§ **WORK ITEM**
All that should come back is the lines of the data below from the one containing "match (self, network)" to the one containing "without TCP options.", inclusive, exactly as they stand.

[Records from a data source]
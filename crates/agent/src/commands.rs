use application::packet_pipeline::ProcessedPacket;
use application::rule_set_service_impl::RuleSetAppService;
use infrastructure::config::AgentConfig;

use crate::packet_io::{format_processed, parse_packet_line};
use crate::startup::build_engine;

/// Render the installed rules and the table chain.
pub fn render_rule_set(rule_set: &RuleSetAppService) -> String {
    let mut out = String::new();
    out.push_str(&format!(
        "rules: {} (generation {}, {})\n",
        rule_set.rule_count(),
        rule_set.generation(),
        if rule_set.is_active() { "active" } else { "inactive" },
    ));
    for line in rule_set.describe_rules() {
        out.push_str("  ");
        out.push_str(&line);
        out.push('\n');
    }

    out.push_str(&format!("tables: {}\n", rule_set.tables().len()));
    for table in rule_set.tables() {
        let next = table
            .next
            .map_or_else(|| "-".to_string(), |h| h.to_string());
        out.push_str(&format!(
            "  {} skip={} match={} entries={}/{} next={} mask={}\n",
            table.handle,
            table.skip,
            table.match_len,
            table.entry_count,
            table.capacity,
            next,
            hex::encode(&table.mask),
        ));
    }

    let interfaces: Vec<String> = rule_set.interfaces().iter().map(ToString::to_string).collect();
    out.push_str(&format!("interfaces: [{}]\n", interfaces.join(", ")));
    if rule_set.any_rule_uses_tcp_options() {
        out.push_str("tcp options: in use\n");
    }
    out
}

/// `check`: build the engine from `config` and describe the result.
pub async fn cmd_check(config: &AgentConfig) -> anyhow::Result<()> {
    let engine = build_engine(config)?;
    print!("{}", render_rule_set(&*engine.rule_set.read().await));
    Ok(())
}

/// Evaluate one packet against the rules in `config`.
pub fn eval_packet(
    config: &AgentConfig,
    packet_hex: &str,
    ingress: Option<u32>,
) -> anyhow::Result<ProcessedPacket> {
    let engine = build_engine(config)?;
    let mut job = parse_packet_line(packet_hex).map_err(anyhow::Error::msg)?;
    job.ingress = ingress;
    let outcome = engine.pipeline.process(job.ingress, &mut job.packet);
    Ok(ProcessedPacket { job, outcome })
}

/// `eval`: print the verdict line for one packet.
pub fn cmd_eval(config: &AgentConfig, packet_hex: &str, ingress: Option<u32>) -> anyhow::Result<()> {
    let processed = eval_packet(config, packet_hex, ingress)?;
    println!("{}", format_processed(&processed));
    Ok(())
}
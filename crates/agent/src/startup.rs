use std::path::Path;
use std::sync::Arc;

use adapters::classifier::{InMemoryClassifier, InterfaceRegistry};
use application::packet_pipeline::PacketPipeline;
use application::rule_set_service_impl::RuleSetAppService;
use application::table_chain::TableChain;
use infrastructure::config::AgentConfig;
use infrastructure::constants::{
    GRACEFUL_SHUTDOWN_TIMEOUT, OUTPUT_CHANNEL_CAPACITY, PACKET_CHANNEL_CAPACITY,
};
use infrastructure::logging::init_logging;
use infrastructure::metrics::EngineMetrics;
use ports::secondary::metrics_port::MetricsPort;
use tokio::sync::{RwLock, mpsc};
use tracing::{info, warn};

use crate::cli::Cli;
use crate::packet_io;
use crate::reload::spawn_reload_task;
use crate::shutdown::create_shutdown_token;

/// Everything a command needs to evaluate packets against the configured
/// rules.
pub struct Engine {
    pub rule_set: Arc<RwLock<RuleSetAppService>>,
    pub pipeline: PacketPipeline,
    pub metrics: Arc<EngineMetrics>,
}

/// Load the config and install the logging subscriber.
///
/// CLI flags take precedence over the config file.
pub fn load_config(cli: &Cli) -> anyhow::Result<AgentConfig> {
    let config = AgentConfig::load(Path::new(&cli.config))?;
    let log_level = cli.log_level.unwrap_or(config.agent.log_level);
    let log_format = cli.log_format.unwrap_or(config.agent.log_format);
    init_logging(log_level, log_format)?;

    info!(
        config_path = %cli.config,
        log_level = log_level.as_str(),
        log_format = log_format.as_str(),
        rule_count = config.rules.len(),
        "configuration loaded"
    );
    Ok(config)
}

/// Build the classifier, the table chain and the rule set, install the
/// configured rules and enable the configured interfaces.
pub fn build_engine(config: &AgentConfig) -> anyhow::Result<Engine> {
    let metrics = Arc::new(EngineMetrics::new());

    let chain = TableChain::new(
        Box::new(InMemoryClassifier::new()),
        Box::new(InterfaceRegistry::new()),
        config.chain_settings(),
    );
    let mut rule_set = RuleSetAppService::new(chain, Arc::clone(&metrics) as Arc<dyn MetricsPort>);

    rule_set.reload_rules(config.domain_rules()?)?;
    for &interface in &config.agent.interfaces {
        rule_set.enable_interface(interface)?;
    }
    info!(
        rule_count = rule_set.rule_count(),
        tables = rule_set.tables().len(),
        interfaces = rule_set.interfaces().len(),
        active = rule_set.is_active(),
        generation = rule_set.generation(),
        "rule engine initialized"
    );

    let pipeline = PacketPipeline::new(rule_set.reader(), Arc::clone(&metrics) as Arc<dyn MetricsPort>);
    Ok(Engine {
        rule_set: Arc::new(RwLock::new(rule_set)),
        pipeline,
        metrics,
    })
}

/// Run the agent: process packets from stdin until EOF or a shutdown
/// signal.
pub async fn run(cli: &Cli, batch_size: usize, dump_metrics: bool) -> anyhow::Result<()> {
    // ── 1. Config, logging, engine ──────────────────────────────────
    let config = load_config(cli)?;

    let _root_span = tracing::span!(
        tracing::Level::INFO,
        "service",
        service.name = "mmb",
        service.version = env!("CARGO_PKG_VERSION"),
    )
    .entered();

    let engine = build_engine(&config)?;
    let cancel_token = create_shutdown_token();

    // ── 2. Config reload on SIGHUP ──────────────────────────────────
    let reload_handle = spawn_reload_task(
        cli.config.clone(),
        Arc::clone(&engine.rule_set),
        cancel_token.clone(),
    );

    // ── 3. Packet worker ────────────────────────────────────────────
    let (job_tx, job_rx) = mpsc::channel(PACKET_CHANNEL_CAPACITY);
    let (out_tx, out_rx) = mpsc::channel(OUTPUT_CHANNEL_CAPACITY);
    let worker_handle = tokio::spawn(engine.pipeline.clone().run(job_rx, out_tx, cancel_token.clone()));
    let writer_handle = tokio::spawn(packet_io::write_verdicts(out_rx, tokio::io::stdout()));

    info!(batch_size, "mmb agent started, reading packets from stdin");

    // ── 4. Feed stdin until EOF or shutdown ─────────────────────────
    packet_io::read_packets(tokio::io::stdin(), job_tx, batch_size.max(1), cancel_token.clone()).await;

    // ── 5. Graceful shutdown ────────────────────────────────────────
    let drained = tokio::time::timeout(GRACEFUL_SHUTDOWN_TIMEOUT, async {
        let _ = worker_handle.await;
        let _ = writer_handle.await;
    })
    .await;
    if drained.is_err() {
        warn!(
            timeout_secs = GRACEFUL_SHUTDOWN_TIMEOUT.as_secs(),
            "packet pipeline did not drain in time"
        );
    }
    cancel_token.cancel();
    let _ = reload_handle.await;

    if dump_metrics {
        eprint!("{}", engine.metrics.encode()?);
    }
    info!("mmb agent stopped");
    Ok(())
}
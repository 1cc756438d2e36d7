use domain::table::{ClassifierError, TableHandle};

/// Secondary port to the classifier backend that stores mask/key tables.
///
/// Tables form singly-linked chains through their `next` pointer: a miss
/// in one table continues the lookup in the next. Sessions map an exact
/// key to a rule index.
pub trait ClassifierBackendPort: Send + Sync {
    /// Create an empty table for keys of `match_len` blocks after `skip`
    /// blocks, holding at most `capacity` sessions.
    fn create_table(
        &mut self,
        mask: &[u8],
        skip: u32,
        match_len: u32,
        capacity: u32,
        next: Option<TableHandle>,
    ) -> Result<TableHandle, ClassifierError>;

    /// Delete a table and its sessions. With `cascade_chain`, every table
    /// reachable through `next` is deleted too.
    fn delete_table(&mut self, table: TableHandle, cascade_chain: bool)
    -> Result<(), ClassifierError>;

    fn update_table_next(
        &mut self,
        table: TableHandle,
        next: Option<TableHandle>,
    ) -> Result<(), ClassifierError>;

    /// Add a session. Fails on an existing key rather than overwriting it.
    fn add_session(
        &mut self,
        table: TableHandle,
        key: &[u8],
        rule_index: u32,
    ) -> Result<(), ClassifierError>;

    fn delete_session(&mut self, table: TableHandle, key: &[u8]) -> Result<(), ClassifierError>;

    /// Rule index stored under `key`, if any.
    fn find_session(&self, table: TableHandle, key: &[u8]) -> Result<Option<u32>, ClassifierError>;
}
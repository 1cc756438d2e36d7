// Shared rule decoding for the fuzz targets.

use domain::field::Field;
use domain::rule::{Condition, MatchPredicate, Rule, TargetAction};

const CONDITIONS: [Condition; 6] = [
    Condition::Eq,
    Condition::Ne,
    Condition::Le,
    Condition::Ge,
    Condition::Lt,
    Condition::Gt,
];

fn pick_field(fields: &[Field], byte: u8) -> Field {
    fields[usize::from(byte) % fields.len()]
}

/// Decode one predicate from an 8-byte chunk.
///
///   [0] field, [1] condition (high bit: unary), [2] negate,
///   [3] option kind, [4..8] operand
fn decode_predicate(fields: &[Field], chunk: &[u8]) -> MatchPredicate {
    let field = pick_field(fields, chunk[0]);
    let mut predicate = if chunk[1] & 0x80 != 0 {
        MatchPredicate::unary(field)
    } else {
        let condition = CONDITIONS[usize::from(chunk[1]) % CONDITIONS.len()];
        MatchPredicate::compare(field, condition, &chunk[4..8])
    };
    if field == Field::TcpOpt {
        predicate = predicate.with_option_kind(chunk[3]);
    }
    if chunk[2] & 1 != 0 {
        predicate = predicate.negate();
    }
    predicate
}

/// Decode one target from an 8-byte chunk.
///
///   [0] field, [1] keyword, [2] negate, [3] option kind, [4..8] operand
fn decode_target(fields: &[Field], chunk: &[u8]) -> TargetAction {
    let field = pick_field(fields, chunk[0]);
    let mut target = match chunk[1] % 4 {
        0 => TargetAction::drop(),
        1 => TargetAction::modify(field, &chunk[4..8]),
        2 => TargetAction::strip(field),
        _ => TargetAction::add(field, &chunk[4..8]),
    };
    if field == Field::TcpOpt {
        target = target.with_option_kind(chunk[3]);
    }
    if chunk[2] & 1 != 0 {
        target = target.negate();
    }
    target
}

/// Decode a rule: `[0]` predicate count (0-3), `[1]` target count (1-2),
/// then 8-byte chunks. Returns the rule (valid or not) and the bytes
/// consumed, or `None` when the input runs out.
pub fn decode_rule(data: &[u8]) -> Option<(Result<Rule, domain::rule::error::RuleError>, usize)> {
    let fields: Vec<Field> = Field::all().collect();
    let (&counts, rest) = data.split_first()?;
    let n_matches = usize::from(counts % 4);
    let n_targets = usize::from((counts >> 2) % 2) + 1;
    let needed = (n_matches + n_targets) * 8;
    if rest.len() < needed {
        return None;
    }

    let mut chunks = rest[..needed].chunks_exact(8);
    let matches = chunks
        .by_ref()
        .take(n_matches)
        .map(|c| decode_predicate(&fields, c))
        .collect();
    let targets = chunks.map(|c| decode_target(&fields, c)).collect();
    Some((Rule::new(matches, targets), 1 + needed))
}
use serde::{Deserialize, Serialize};

/// Network-layer protocol a rule (or a packet) is carried over.
#[derive(Debug, Clone, Copy, PartialEq, Eq, Hash, Default, Serialize, Deserialize)]
pub enum NetworkProtocol {
    #[default]
    Ip4,
    Ip6,
}

impl NetworkProtocol {
    /// Ethertype as carried in the `net-proto` field.
    pub fn ethertype(self) -> u16 {
        match self {
            Self::Ip4 => 0x0800,
            Self::Ip6 => 0x86DD,
        }
    }

    pub fn from_ethertype(value: u16) -> Option<Self> {
        match value {
            0x0800 => Some(Self::Ip4),
            0x86DD => Some(Self::Ip6),
            _ => None,
        }
    }

    /// IP version nibble.
    pub fn version(self) -> u8 {
        match self {
            Self::Ip4 => 4,
            Self::Ip6 => 6,
        }
    }

    /// Fixed header length without options (IPv4) or extension headers (IPv6).
    pub fn base_header_len(self) -> usize {
        match self {
            Self::Ip4 => 20,
            Self::Ip6 => 40,
        }
    }
}

impl std::fmt::Display for NetworkProtocol {
    fn fmt(&self, f: &mut std::fmt::Formatter<'_>) -> std::fmt::Result {
        match self {
            Self::Ip4 => write!(f, "ip4"),
            Self::Ip6 => write!(f, "ip6"),
        }
    }
}

/// Transport protocols the engine understands.
#[derive(Debug, Clone, Copy, PartialEq, Eq, Hash, Serialize, Deserialize)]
pub enum TransportProtocol {
    Icmp,
    Udp,
    Tcp,
}

impl TransportProtocol {
    /// IP protocol number for the given network layer. ICMP over IPv6 is 58.
    pub fn to_u8(self, network: NetworkProtocol) -> u8 {
        match (self, network) {
            (Self::Icmp, NetworkProtocol::Ip4) => 1,
            (Self::Icmp, NetworkProtocol::Ip6) => 58,
            (Self::Udp, _) => 17,
            (Self::Tcp, _) => 6,
        }
    }

    /// Map an IP protocol number. Unknown protocols return `None`.
    pub fn from_u8(n: u8) -> Option<Self> {
        match n {
            1 | 58 => Some(Self::Icmp),
            17 => Some(Self::Udp),
            6 => Some(Self::Tcp),
            _ => None,
        }
    }

    /// Length of the fixed transport header, without TCP options.
    pub fn base_header_len(self) -> usize {
        match self {
            Self::Icmp => 4,
            Self::Udp => 8,
            Self::Tcp => 20,
        }
    }
}

impl std::fmt::Display for TransportProtocol {
    fn fmt(&self, f: &mut std::fmt::Formatter<'_>) -> std::fmt::Result {
        match self {
            Self::Icmp => write!(f, "icmp"),
            Self::Udp => write!(f, "udp"),
            Self::Tcp => write!(f, "tcp"),
        }
    }
}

§ **WRITTEN ANSWER**
        match (self, network) {
            (Self::Icmp, NetworkProtocol::Ip4) => 1,
            (Self::Icmp, NetworkProtocol::Ip6) => 58,
            (Self::Udp, _) => 17,
            (Self::Tcp, _) => 6,
        }
    }

    /// Map an IP protocol number. Unknown protocols return `None`.
    pub fn from_u8(n: u8) -> Option<Self> {
        match n {
            1 | 58 => Some(Self::Icmp),
            17 => Some(Self::Udp),
            6 => Some(Self::Tcp),
            _ => None,
        }
    }

    /// Length of the fixed transport header, without TCP options.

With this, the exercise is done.